AML programme scrutiny

Inspectors review AML programme implementation in detail: the customer risk methodology as written vs. as applied; the alert-triage process (timeline from alert generation to case closure, and whether that is within the policy commitment); the STR/CTR filing record (are filings being made within the required 3 business day window with narratives that reflect genuine analysis?); and the transaction monitoring rule set (have rules been calibrated against actual transaction patterns, or are they generic templates generating excessive false positives?).

The BoL has been particularly focused on customer risk re-rating — the process by which customers move from low to medium to high risk as their transaction patterns evolve. EMIs that conduct initial KYC rigorously but then do not re-assess customer risk profiles at defined intervals are consistently flagged. The policy commitment is typically “annual review for low-risk customers, quarterly for high-risk” — inspectors check whether those reviews are happening and documented.

The BoL inspectors know exactly what a genuine AML programme looks like and what a template looks like. The programmes that pass inspection are the ones where the compliance team can answer specific questions about specific customers and transactions — not just point to a policy document.GSS Legal — EMI and compliance practice

Capital adequacy and client funds safeguarding

Lithuania’s EMI capital requirement is the higher of EUR 350,000 or a method-based calculation using payment volume. What inspectors examine is not just whether the capital exists, but whether it is held in qualifying instruments and whether quarterly capital adequacy reports filed with the BoL reflect the actual calculation correctly. Client funds safeguarding — holding customer funds in a safeguarded bank account or invested in secure liquid assets — is an area of frequent findings.

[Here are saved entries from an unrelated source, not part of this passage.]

//! Save coalescing.
//!
//! Rapid successive changes collapse into one write: each change pushes the
//! deadline back, and the save happens once the engine has been quiet for the
//! configured delay. The engine's behavior never depends on when, or whether,
//! a save lands.

use chrono::{DateTime, Duration, Utc};
use tracing::debug;

use super::clock::Clock;
use super::engine::QueueEngine;
use super::snapshot::{SaveOutcome, SnapshotStore};
use super::store::KeyValueStore;

/// Debounced save scheduler.
#[derive(Debug, Clone)]
pub struct AutoSaver {
    delay: Duration,
    /// Time of the latest unsaved change
    pending_since: Option<DateTime<Utc>>,
    saves: usize,
}

impl AutoSaver {
    pub fn new(delay: Duration) -> Self {
        Self {
            delay,
            pending_since: None,
            saves: 0,
        }
    }

    pub fn delay(&self) -> Duration {
        self.delay
    }

    /// Record a change at `at`, restarting the quiet period.
    pub fn note_change(&mut self, at: DateTime<Utc>) {
        self.pending_since = Some(at);
    }

    pub fn is_pending(&self) -> bool {
        self.pending_since.is_some()
    }

    /// Check if the quiet period has elapsed since the latest change.
    pub fn is_due(&self, now: DateTime<Utc>) -> bool {
        self.pending_since
            .is_some_and(|since| now - since >= self.delay)
    }

    /// Number of writes performed so far.
    pub fn saves(&self) -> usize {
        self.saves
    }

    /// Save if a change is pending and the quiet period has elapsed.
    pub fn flush_if_due<S, C, D>(
        &mut self,
        now: DateTime<Utc>,
        engine: &QueueEngine<C>,
        snapshots: &mut SnapshotStore<S, D>,
    ) -> Option<SaveOutcome>
    where
        S: KeyValueStore,
        C: Clock,
        D: Clock,
    {
        if !self.is_due(now) {
            return None;
        }
        Some(self.flush(engine, snapshots))
    }

    /// Save immediately. A failed save is not retried later.
    pub fn flush<S, C, D>(&mut self, engine: &QueueEngine<C>, snapshots: &mut SnapshotStore<S, D>) -> SaveOutcome
    where
        S: KeyValueStore,
        C: Clock,
        D: Clock,
    {
        let (queue, current) = engine.snapshot_parts();
        let outcome = snapshots.save(queue, current);
        self.pending_since = None;
        self.saves += 1;
        debug!(?outcome, saves = self.saves, "Autosave flushed");
        outcome
    }
}
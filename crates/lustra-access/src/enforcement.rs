//! Binding-layer enforcement.
//!
//! Wraps the pure decision functions in a gate that returns typed
//! errors and emits audit events, so page controllers can use `?` to
//! redirect on denial instead of branching on booleans.

use thiserror::Error;
use tracing::{info, warn};

use crate::config::AccessConfig;
use crate::context::PrincipalContext;
use crate::permissions::PermissionKey;

/// Error type for enforcement operations.
#[derive(Debug, Error)]
pub enum AccessError {
    /// Navigation denied by the route table.
    #[error("route access denied: {role} may not navigate to {path}")]
    RouteDenied { path: String, role: String },

    /// Permission denied by the matrix/context.
    #[error("permission denied: {role} lacks {key}")]
    PermissionDenied { key: &'static str, role: String },
}

/// Result type for enforcement operations.
pub type Result<T> = std::result::Result<T, AccessError>;

/// Enforcement gate over an [`AccessConfig`].
///
/// Stateless beyond the config reference and the audit switch; build
/// one per consumer or share one, either works.
pub struct AccessGate<'a> {
    config: &'a AccessConfig,

    /// Whether to log access attempts.
    audit_enabled: bool,
}

impl<'a> AccessGate<'a> {
    /// Creates a gate over the given config.
    pub fn new(config: &'a AccessConfig) -> Self {
        Self {
            config,
            audit_enabled: true,
        }
    }

    /// Disables audit logging (for testing).
    pub fn without_audit(mut self) -> Self {
        self.audit_enabled = false;
        self
    }

    /// Enforces route access for a session role identifier.
    ///
    /// **Audit:** logs all attempts.
    pub fn enforce_route(&self, path: &str, role_ident: &str) -> Result<()> {
        let allowed = self.config.resolve(path, role_ident);

        if self.audit_enabled {
            if allowed {
                info!(path = %path, role = %role_ident, "Route access granted");
            } else {
                warn!(path = %path, role = %role_ident, "Route access denied");
            }
        }

        if allowed {
            Ok(())
        } else {
            Err(AccessError::RouteDenied {
                path: path.to_string(),
                role: role_ident.to_string(),
            })
        }
    }

    /// Enforces a permission for the given context.
    ///
    /// **Audit:** logs the decision with its reason.
    pub fn enforce_permission(&self, key: PermissionKey, context: &PrincipalContext) -> Result<()> {
        let decision = self.config.decision(key, context);

        if self.audit_enabled {
            if decision.granted {
                info!(
                    key = %key.key(),
                    role = %context.role.ident(),
                    reason = %decision.reason,
                    "Permission granted"
                );
            } else {
                warn!(
                    key = %key.key(),
                    role = %context.role.ident(),
                    reason = %decision.reason,
                    "Permission denied"
                );
            }
        }

        if decision.granted {
            Ok(())
        } else {
            Err(AccessError::PermissionDenied {
                key: key.key(),
                role: context.role.ident().to_string(),
            })
        }
    }

    /// Filters a requested key list down to the granted subset.
    ///
    /// Page templates pass every key they guard and render only what
    /// comes back.
    ///
    /// **Audit:** logs denied keys (if any).
    pub fn visible_keys(
        &self,
        keys: &[PermissionKey],
        context: &PrincipalContext,
    ) -> Vec<PermissionKey> {
        let granted: Vec<PermissionKey> = keys
            .iter()
            .filter(|key| self.config.evaluate_key(**key, context))
            .copied()
            .collect();

        if self.audit_enabled {
            let denied: Vec<&'static str> = keys
                .iter()
                .filter(|key| !self.config.evaluate_key(**key, context))
                .map(PermissionKey::key)
                .collect();

            if !denied.is_empty() {
                warn!(
                    role = %context.role.ident(),
                    denied_keys = ?denied,
                    "Keys filtered by policy"
                );
            }
        }

        granted
    }

    /// The underlying config.
    pub fn config(&self) -> &AccessConfig {
        self.config
    }
}

#[cfg(test)]
mod tests {
    use crate::roles::Role;

    use super::*;

    #[test]
    fn test_enforce_route_allowed() {
        let config = AccessConfig::standard();
        let gate = AccessGate::new(&config).without_audit();

        assert!(gate.enforce_route("/stores/s-1.html", "staff").is_ok());
        assert!(gate.enforce_route("/anything-at-all", "admin").is_ok());
    }

    #[test]
    fn test_enforce_route_denied() {
        let config = AccessConfig::standard();
        let gate = AccessGate::new(&config).without_audit();

        let result = gate.enforce_route("/manage/payroll.html", "staff");
        match result {
            Err(AccessError::RouteDenied { path, role }) => {
                assert_eq!(path, "/manage/payroll.html");
                assert_eq!(role, "staff");
            }
            _ => panic!("Expected RouteDenied error"),
        }
    }

    #[test]
    fn test_enforce_permission() {
        let config = AccessConfig::standard();
        let gate = AccessGate::new(&config).without_audit();

        let manager = PrincipalContext::new(Role::Manager);
        assert!(gate
            .enforce_permission(PermissionKey::ClientContract, &manager)
            .is_ok());

        let result = gate.enforce_permission(PermissionKey::CanDelete, &manager);
        match result {
            Err(AccessError::PermissionDenied { key, role }) => {
                assert_eq!(key, "can_delete");
                assert_eq!(role, "manager");
            }
            _ => panic!("Expected PermissionDenied error"),
        }
    }

    #[test]
    fn test_visible_keys() {
        let config = AccessConfig::standard();
        let gate = AccessGate::new(&config).without_audit();

        let ctx = PrincipalContext::new(Role::Staff)
            .with_store("S1")
            .with_assigned_stores(["S1"]);

        let requested = [
            PermissionKey::StoreBasic,
            PermissionKey::StoreKeyInfo,
            PermissionKey::ClientContract,
            PermissionKey::CanDelete,
        ];
        let visible = gate.visible_keys(&requested, &ctx);

        assert_eq!(
            visible,
            vec![PermissionKey::StoreBasic, PermissionKey::StoreKeyInfo]
        );
    }

    #[test]
    fn test_error_messages() {
        let err = AccessError::RouteDenied {
            path: "/admin/".to_string(),
            role: "guest".to_string(),
        };
        assert_eq!(
            err.to_string(),
            "route access denied: guest may not navigate to /admin/"
        );

        let err = AccessError::PermissionDenied {
            key: "store_key_info",
            role: "customer".to_string(),
        };
        assert_eq!(
            err.to_string(),
            "permission denied: customer lacks store_key_info"
        );
    }
}
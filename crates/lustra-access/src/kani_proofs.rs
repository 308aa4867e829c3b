//! Kani bounded model checking proofs for access-control correctness.
//!
//! These proofs verify the policy invariants that the rest of the
//! portal leans on:
//! - Proof #1: Closure reflexivity - every role inherits itself
//! - Proof #2: Guest floor - the guest row never grants anything
//! - Proof #3: Bypass totality - admin and developer resolve every path
//! - Proof #4: Evaluation agreement - explained decisions match the
//!   boolean evaluator

use crate::{
    config::AccessConfig,
    context::PrincipalContext,
    evaluator,
    hierarchy::RoleRegistry,
    permissions::{PermissionKey, PermissionMatrix},
    roles::Role,
};

//=============================================================================
// Proof #1: Closure Reflexivity
//=============================================================================

/// Verifies that every declared closure contains its own role.
///
/// **Property**: For all roles r, `inherited_roles(r)` contains r.
///
/// **Proof Strategy**:
/// - Build the standard registry
/// - Check membership for every declared role
#[cfg(kani)]
#[kani::proof]
#[kani::unwind(10)]
fn verify_closure_reflexivity() {
    let registry = RoleRegistry::standard();
    for role in Role::ALL {
        assert!(registry.inherited_roles(role).contains(&role));
    }
}

//=============================================================================
// Proof #2: Guest Floor
//=============================================================================

/// Verifies that the guest row never grants a permission.
///
/// **Property**: Guest evaluation is false for every key and every
/// context shape, including the permissive-fallback shapes.
///
/// **Proof Strategy**:
/// - Evaluate every key with an empty guest context (no scoping
///   signals, so any scoped value would take the fallback)
/// - The row is all-Deny, so the fallback is never reached
#[cfg(kani)]
#[kani::proof]
#[kani::unwind(12)]
fn verify_guest_floor() {
    let matrix = PermissionMatrix::standard();
    let context = PrincipalContext::new(Role::Guest);
    for key in PermissionKey::ALL {
        assert!(!evaluator::evaluate(&matrix, key, &context));
    }
}

//=============================================================================
// Proof #3: Bypass Totality
//=============================================================================

/// Verifies that admin and developer resolve listed and unlisted paths.
///
/// **Property**: The route bypass precedes rule matching, so the rule
/// list's content is irrelevant for these two roles.
///
/// **Proof Strategy**:
/// - Resolve a listed path, a shadowed path, and an unlisted path
/// - All must be granted for both roles
#[cfg(kani)]
#[kani::proof]
#[kani::unwind(16)]
fn verify_bypass_totality() {
    let config = AccessConfig::standard();
    for path in ["/admin/users.html", "/stores/archive/2023.html", "/nowhere"] {
        assert!(config.resolve_role(path, Role::Admin));
        assert!(config.resolve_role(path, Role::Developer));
    }
}

//=============================================================================
// Proof #4: Evaluation Agreement
//=============================================================================

/// Verifies that the explained decision agrees with the boolean
/// evaluator for every role and key over a fixed context.
///
/// **Property**: `evaluate_with_reason(...).granted == evaluate(...)`.
#[cfg(kani)]
#[kani::proof]
#[kani::unwind(12)]
fn verify_evaluation_agreement() {
    let matrix = PermissionMatrix::standard();
    for role in Role::ALL {
        let context = PrincipalContext::new(role)
            .with_user("u_1")
            .with_owner("u_2")
            .with_store("s_1")
            .with_assigned_stores(["s_1"]);
        for key in PermissionKey::ALL {
            let granted = evaluator::evaluate(&matrix, key, &context);
            let decision = evaluator::evaluate_with_reason(&matrix, key, &context);
            assert_eq!(granted, decision.granted);
        }
    }
}
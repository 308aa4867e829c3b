//! Permission evaluation.
//!
//! Resolves a single permission decision from the matrix value and the
//! caller-supplied [`PrincipalContext`]. Pure and total: no I/O, no
//! panics, and any missing context field is treated as "absent" rather
//! than an error.
//!
//! Scoped values carry a deliberate permissive fallback: when a page
//! supplies *no* ownership (or assignment) signal at all, the scoped
//! permission grants. This preserves the portal's current behavior for
//! principals with incomplete session context and is pinned by tests;
//! hardening it to default-deny would change which UI elements render
//! today and needs an explicit product decision first.

use crate::context::PrincipalContext;
use crate::permissions::{Access, PermissionKey, PermissionMatrix};

// ============================================================================
// Decision
// ============================================================================

/// The result of evaluating a permission with its audit trail.
#[derive(Debug, Clone, PartialEq, Eq)]
pub struct Decision {
    /// Whether the permission is granted.
    pub granted: bool,
    /// The matrix value the decision was derived from.
    pub access: Access,
    /// Human-readable explanation of why this decision was made.
    pub reason: String,
}

// ============================================================================
// Public API
// ============================================================================

/// Evaluates a permission for the given context.
///
/// Looks up the matrix value for `(context.role, key)` (guest-row
/// fallback for undeclared roles) and resolves scoped values against
/// the context's ownership/assignment fields.
pub fn evaluate(matrix: &PermissionMatrix, key: PermissionKey, context: &PrincipalContext) -> bool {
    match matrix.access(context.role, key) {
        Access::Allow => true,
        Access::Deny => false,
        Access::OwnerScoped => scope_grants(&owner_signals(context)),
        Access::AssignmentScoped => scope_grants(&assignment_signals(context)),
    }
}

/// Evaluates a permission and explains the outcome.
///
/// Same decision as [`evaluate`]; the reason string is meant for audit
/// logs, not for display to end users.
pub fn evaluate_with_reason(
    matrix: &PermissionMatrix,
    key: PermissionKey,
    context: &PrincipalContext,
) -> Decision {
    let access = matrix.access(context.role, key);
    let (granted, reason) = match access {
        Access::Allow => (true, format!("{} allows {}", context.role.ident(), key.key())),
        Access::Deny => (false, format!("{} denies {}", context.role.ident(), key.key())),
        Access::OwnerScoped => scope_decision(&owner_signals(context), "ownership"),
        Access::AssignmentScoped => scope_decision(&assignment_signals(context), "assignment"),
    };
    Decision {
        granted,
        access,
        reason,
    }
}

// ============================================================================
// Scope signals
// ============================================================================

/// Ownership signals: user-vs-owner and client-vs-client pair matches.
///
/// Each entry is `None` when the pair is not fully present in the
/// context, `Some(matched)` otherwise.
fn owner_signals(context: &PrincipalContext) -> [Option<bool>; 2] {
    let user_pair = match (&context.owner_id, &context.current_user_id) {
        (Some(owner), Some(user)) => Some(owner == user),
        _ => None,
    };
    let client_pair = match (&context.client_id, &context.user_client_id) {
        (Some(client), Some(user_client)) => Some(client == user_client),
        _ => None,
    };
    [user_pair, client_pair]
}

/// Assignment signals: user-vs-assignee match and store membership.
fn assignment_signals(context: &PrincipalContext) -> [Option<bool>; 2] {
    let assignee_pair = match (&context.assigned_to, &context.current_user_id) {
        (Some(assignee), Some(user)) => Some(assignee == user),
        _ => None,
    };
    let store_member = match (&context.store_id, &context.assigned_stores) {
        (Some(store), Some(assigned)) => Some(assigned.contains(store)),
        _ => None,
    };
    [assignee_pair, store_member]
}

/// Resolves a scoped value from its signals.
///
/// Grants when any present signal matches, or when no signal is present
/// at all (permissive fallback). A present-but-mismatched signal with
/// no matching sibling denies.
fn scope_grants(signals: &[Option<bool>; 2]) -> bool {
    if signals.iter().any(|signal| *signal == Some(true)) {
        return true;
    }
    signals.iter().all(Option::is_none)
}

fn scope_decision(signals: &[Option<bool>; 2], scope: &str) -> (bool, String) {
    if signals.iter().any(|signal| *signal == Some(true)) {
        (true, format!("{scope} match"))
    } else if signals.iter().all(Option::is_none) {
        (
            true,
            format!("permissive fallback: no {scope} context present"),
        )
    } else {
        (false, format!("{scope} mismatch"))
    }
}

// ============================================================================
// Tests
// ============================================================================

#[cfg(test)]
mod tests {
    use proptest::prelude::*;

    use crate::roles::Role;

    use super::*;

    fn matrix() -> PermissionMatrix {
        PermissionMatrix::standard()
    }

    #[test]
    fn test_allow_and_deny_ignore_context() {
        let ctx = PrincipalContext::new(Role::Manager);
        assert!(evaluate(&matrix(), PermissionKey::ClientContract, &ctx));
        assert!(!evaluate(&matrix(), PermissionKey::CanDelete, &ctx));
    }

    #[test]
    fn test_concierge_denied_client_contract() {
        let ctx = PrincipalContext::new(Role::Concierge);
        assert!(!evaluate(&matrix(), PermissionKey::ClientContract, &ctx));
    }

    #[test]
    fn test_assignment_scope_store_membership() {
        let assigned = PrincipalContext::new(Role::Staff)
            .with_store("S1")
            .with_assigned_stores(["S1", "S2"]);
        assert!(evaluate(&matrix(), PermissionKey::StoreBasic, &assigned));

        let unassigned = PrincipalContext::new(Role::Staff)
            .with_store("S1")
            .with_assigned_stores(["S3"]);
        assert!(!evaluate(&matrix(), PermissionKey::StoreBasic, &unassigned));
    }

    #[test]
    fn test_assignment_scope_assignee_match() {
        let ctx = PrincipalContext::new(Role::Staff)
            .with_user("u_17")
            .with_assignee("u_17");
        assert!(evaluate(&matrix(), PermissionKey::JobReport, &ctx));

        let other = PrincipalContext::new(Role::Staff)
            .with_user("u_17")
            .with_assignee("u_99");
        assert!(!evaluate(&matrix(), PermissionKey::JobReport, &other));
    }

    #[test]
    fn test_either_assignment_signal_grants() {
        // Assignee mismatches but store membership holds.
        let ctx = PrincipalContext::new(Role::Staff)
            .with_user("u_17")
            .with_assignee("u_99")
            .with_store("S1")
            .with_assigned_stores(["S1"]);
        assert!(evaluate(&matrix(), PermissionKey::JobReport, &ctx));
    }

    #[test]
    fn test_owner_scope_user_match() {
        let ctx = PrincipalContext::new(Role::Customer)
            .with_user("u_5")
            .with_owner("u_5");
        assert!(evaluate(&matrix(), PermissionKey::ClientBasic, &ctx));

        let other = PrincipalContext::new(Role::Customer)
            .with_user("u_5")
            .with_owner("u_6");
        assert!(!evaluate(&matrix(), PermissionKey::ClientBasic, &other));
    }

    #[test]
    fn test_owner_scope_client_match() {
        let ctx = PrincipalContext::new(Role::Customer)
            .with_user_client("acme")
            .with_client("acme");
        assert!(evaluate(&matrix(), PermissionKey::ClientBilling, &ctx));

        let other = PrincipalContext::new(Role::Customer)
            .with_user_client("acme")
            .with_client("globex");
        assert!(!evaluate(&matrix(), PermissionKey::ClientBilling, &other));
    }

    #[test]
    fn test_permissive_fallback_pins_current_behavior() {
        // No ownership fields at all: the scoped permission grants.
        let ctx = PrincipalContext::new(Role::Customer);
        assert!(evaluate(&matrix(), PermissionKey::ClientBasic, &ctx));

        // Same for assignment scope with no assignment fields.
        let staff = PrincipalContext::new(Role::Staff);
        assert!(evaluate(&matrix(), PermissionKey::StoreBasic, &staff));
    }

    #[test]
    fn test_half_present_pair_is_not_a_signal() {
        // Owner id with no signed-in user: the pair is incomplete, so
        // the fallback applies.
        let ctx = PrincipalContext::new(Role::Customer).with_owner("u_5");
        assert!(evaluate(&matrix(), PermissionKey::ClientBasic, &ctx));

        // Store id with no assigned-store set: same.
        let staff = PrincipalContext::new(Role::Staff).with_store("S1");
        assert!(evaluate(&matrix(), PermissionKey::StoreBasic, &staff));
    }

    #[test]
    fn test_empty_assigned_store_set_denies() {
        // An empty set is present (distinct from absent) and contains
        // nothing, so membership fails.
        let ctx = PrincipalContext::new(Role::Staff)
            .with_store("S1")
            .with_assigned_stores::<[&str; 0], &str>([]);
        assert!(!evaluate(&matrix(), PermissionKey::StoreBasic, &ctx));
    }

    #[test]
    fn test_decision_reasons() {
        let allow = evaluate_with_reason(
            &matrix(),
            PermissionKey::ClientContract,
            &PrincipalContext::new(Role::Manager),
        );
        assert!(allow.granted);
        assert_eq!(allow.access, Access::Allow);
        assert!(allow.reason.contains("manager"));

        let fallback = evaluate_with_reason(
            &matrix(),
            PermissionKey::ClientBasic,
            &PrincipalContext::new(Role::Customer),
        );
        assert!(fallback.granted);
        assert_eq!(fallback.access, Access::OwnerScoped);
        assert!(fallback.reason.contains("permissive fallback"));

        let mismatch = evaluate_with_reason(
            &matrix(),
            PermissionKey::StoreBasic,
            &PrincipalContext::new(Role::Staff)
                .with_store("S1")
                .with_assigned_stores(["S3"]),
        );
        assert!(!mismatch.granted);
        assert!(mismatch.reason.contains("assignment mismatch"));
    }

    #[test]
    fn test_decision_agrees_with_evaluate() {
        let contexts = [
            PrincipalContext::new(Role::Customer),
            PrincipalContext::new(Role::Staff)
                .with_store("S1")
                .with_assigned_stores(["S1"]),
            PrincipalContext::new(Role::Guest),
            PrincipalContext::new(Role::Admin),
        ];
        for ctx in &contexts {
            for key in PermissionKey::ALL {
                assert_eq!(
                    evaluate(&matrix(), key, ctx),
                    evaluate_with_reason(&matrix(), key, ctx).granted
                );
            }
        }
    }

    prop_compose! {
        fn arb_context()(
            role_index in 0usize..Role::ALL.len(),
            user in proptest::option::of("[a-z0-9_]{0,6}"),
            owner in proptest::option::of("[a-z0-9_]{0,6}"),
            user_client in proptest::option::of("[a-z0-9_]{0,6}"),
            client in proptest::option::of("[a-z0-9_]{0,6}"),
            assignee in proptest::option::of("[a-z0-9_]{0,6}"),
            store in proptest::option::of("[a-z0-9_]{0,6}"),
            assigned in proptest::option::of(proptest::collection::vec("[a-z0-9_]{0,6}", 0..4)),
        ) -> PrincipalContext {
            let mut ctx = PrincipalContext::new(Role::ALL[role_index]);
            ctx.current_user_id = user.map(Into::into);
            ctx.owner_id = owner.map(Into::into);
            ctx.user_client_id = user_client.map(Into::into);
            ctx.client_id = client.map(Into::into);
            ctx.assigned_to = assignee.map(Into::into);
            ctx.store_id = store.map(Into::into);
            ctx.assigned_stores =
                assigned.map(|stores| stores.into_iter().map(Into::into).collect());
            ctx
        }
    }

    proptest! {
        #[test]
        fn prop_evaluate_is_total(ctx in arb_context(), key_index in 0usize..PermissionKey::ALL.len()) {
            // Never panics, and the explained decision always agrees.
            let key = PermissionKey::ALL[key_index];
            let matrix = PermissionMatrix::standard();
            let granted = evaluate(&matrix, key, &ctx);
            prop_assert_eq!(granted, evaluate_with_reason(&matrix, key, &ctx).granted);
        }

        #[test]
        fn prop_guest_never_granted(ctx in arb_context(), key_index in 0usize..PermissionKey::ALL.len()) {
            let mut ctx = ctx;
            ctx.role = Role::Guest;
            let key = PermissionKey::ALL[key_index];
            prop_assert!(!evaluate(&PermissionMatrix::standard(), key, &ctx));
        }
    }
}
//! # lustra-types: Core types for Lustra
//!
//! This crate contains shared types used across the Lustra portal:
//! - Principal IDs ([`UserId`], [`ClientId`])
//! - Location IDs ([`StoreId`])
//!
//! IDs are issued by the external identity provider and are opaque
//! strings from Lustra's point of view. The newtypes exist so that a
//! user id can never be passed where a store id is expected.

use std::fmt::Display;

use serde::{Deserialize, Serialize};

// ============================================================================
// Principal IDs
// ============================================================================

/// Unique identifier for a user account (staff or customer login).
#[derive(Debug, Clone, PartialEq, Eq, PartialOrd, Ord, Hash, Serialize, Deserialize)]
#[serde(transparent)]
pub struct UserId(String);

impl UserId {
    pub fn new(id: impl Into<String>) -> Self {
        Self(id.into())
    }

    /// Returns the raw identifier string.
    pub fn as_str(&self) -> &str {
        &self.0
    }
}

impl Display for UserId {
    fn fmt(&self, f: &mut std::fmt::Formatter<'_>) -> std::fmt::Result {
        write!(f, "{}", self.0)
    }
}

impl From<&str> for UserId {
    fn from(value: &str) -> Self {
        Self(value.to_string())
    }
}

impl From<String> for UserId {
    fn from(value: String) -> Self {
        Self(value)
    }
}

impl From<UserId> for String {
    fn from(id: UserId) -> Self {
        id.0
    }
}

/// Unique identifier for a client organization (a contracted company).
///
/// A client owns one or more stores and is billed as a unit. Customer
/// accounts belong to exactly one client.
#[derive(Debug, Clone, PartialEq, Eq, PartialOrd, Ord, Hash, Serialize, Deserialize)]
#[serde(transparent)]
pub struct ClientId(String);

impl ClientId {
    pub fn new(id: impl Into<String>) -> Self {
        Self(id.into())
    }

    /// Returns the raw identifier string.
    pub fn as_str(&self) -> &str {
        &self.0
    }
}

impl Display for ClientId {
    fn fmt(&self, f: &mut std::fmt::Formatter<'_>) -> std::fmt::Result {
        write!(f, "{}", self.0)
    }
}

impl From<&str> for ClientId {
    fn from(value: &str) -> Self {
        Self(value.to_string())
    }
}

impl From<String> for ClientId {
    fn from(value: String) -> Self {
        Self(value)
    }
}

impl From<ClientId> for String {
    fn from(id: ClientId) -> Self {
        id.0
    }
}

// ============================================================================
// Location IDs
// ============================================================================

/// Unique identifier for a store (a serviced location).
///
/// Staff members carry a set of assigned store IDs; assignment-scoped
/// permissions compare against that set.
#[derive(Debug, Clone, PartialEq, Eq, PartialOrd, Ord, Hash, Serialize, Deserialize)]
#[serde(transparent)]
pub struct StoreId(String);

impl StoreId {
    pub fn new(id: impl Into<String>) -> Self {
        Self(id.into())
    }

    /// Returns the raw identifier string.
    pub fn as_str(&self) -> &str {
        &self.0
    }
}

impl Display for StoreId {
    fn fmt(&self, f: &mut std::fmt::Formatter<'_>) -> std::fmt::Result {
        write!(f, "{}", self.0)
    }
}

impl From<&str> for StoreId {
    fn from(value: &str) -> Self {
        Self(value.to_string())
    }
}

impl From<String> for StoreId {
    fn from(value: String) -> Self {
        Self(value)
    }
}

impl From<StoreId> for String {
    fn from(id: StoreId) -> Self {
        id.0
    }
}

// ============================================================================
// Tests
// ============================================================================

The common failures: commingling of operational and safeguarded funds; safeguarding account held at a bank whose credit quality does not meet BoL expectations; and safeguarding coverage gaps during intraday settlement windows.

Outsourcing and governance

Almost every EMI outsources significant operational functions — technology, compliance, MLRO support, sometimes customer service. The BoL’s outsourcing requirements under PSD2 and the EBA Guidelines require material outsourcing arrangements to be documented in written agreements including the right to audit, and subject to a formal vendor risk assessment. The inspection looks at whether the outsourcing register is current, whether vendor risk assessments have been conducted in the prior 12 months, and whether right-to-audit provisions have been exercised or are credibly exercisable.

Regulatory reporting

Lithuanian EMIs must file: quarterly capital adequacy reports, quarterly payment statistics, annual accounts, and ad hoc notifications for significant events. Late or inaccurate filings are a consistent source of minor findings. The most common failure is the quarterly payment statistics report, which requires more granular data than most EMIs’ reporting systems produce natively — typically either late or inaccurate in year one as the reporting infrastructure catches up.

Patterns across 24 engagements

Across our 24 EMI engagements through first-year supervision, the average finding count at first inspection is 3.2, with zero critical findings. The consistently recurring medium-severity findings: alert-triage backlog (16 of 24 engagements), documentation gaps in customer risk re-rating (14 of 24), and outsourcing register gaps (9 of 24). The consistently clean areas: capital adequacy calculation (2 of 24 had findings), ownership and governance structure (1 of 24), and STR/CTR filing timeliness (3 of 24). The pattern suggests where to invest pre-inspection preparation: alert management infrastructure and customer risk re-rating discipline are the two highest-return areas.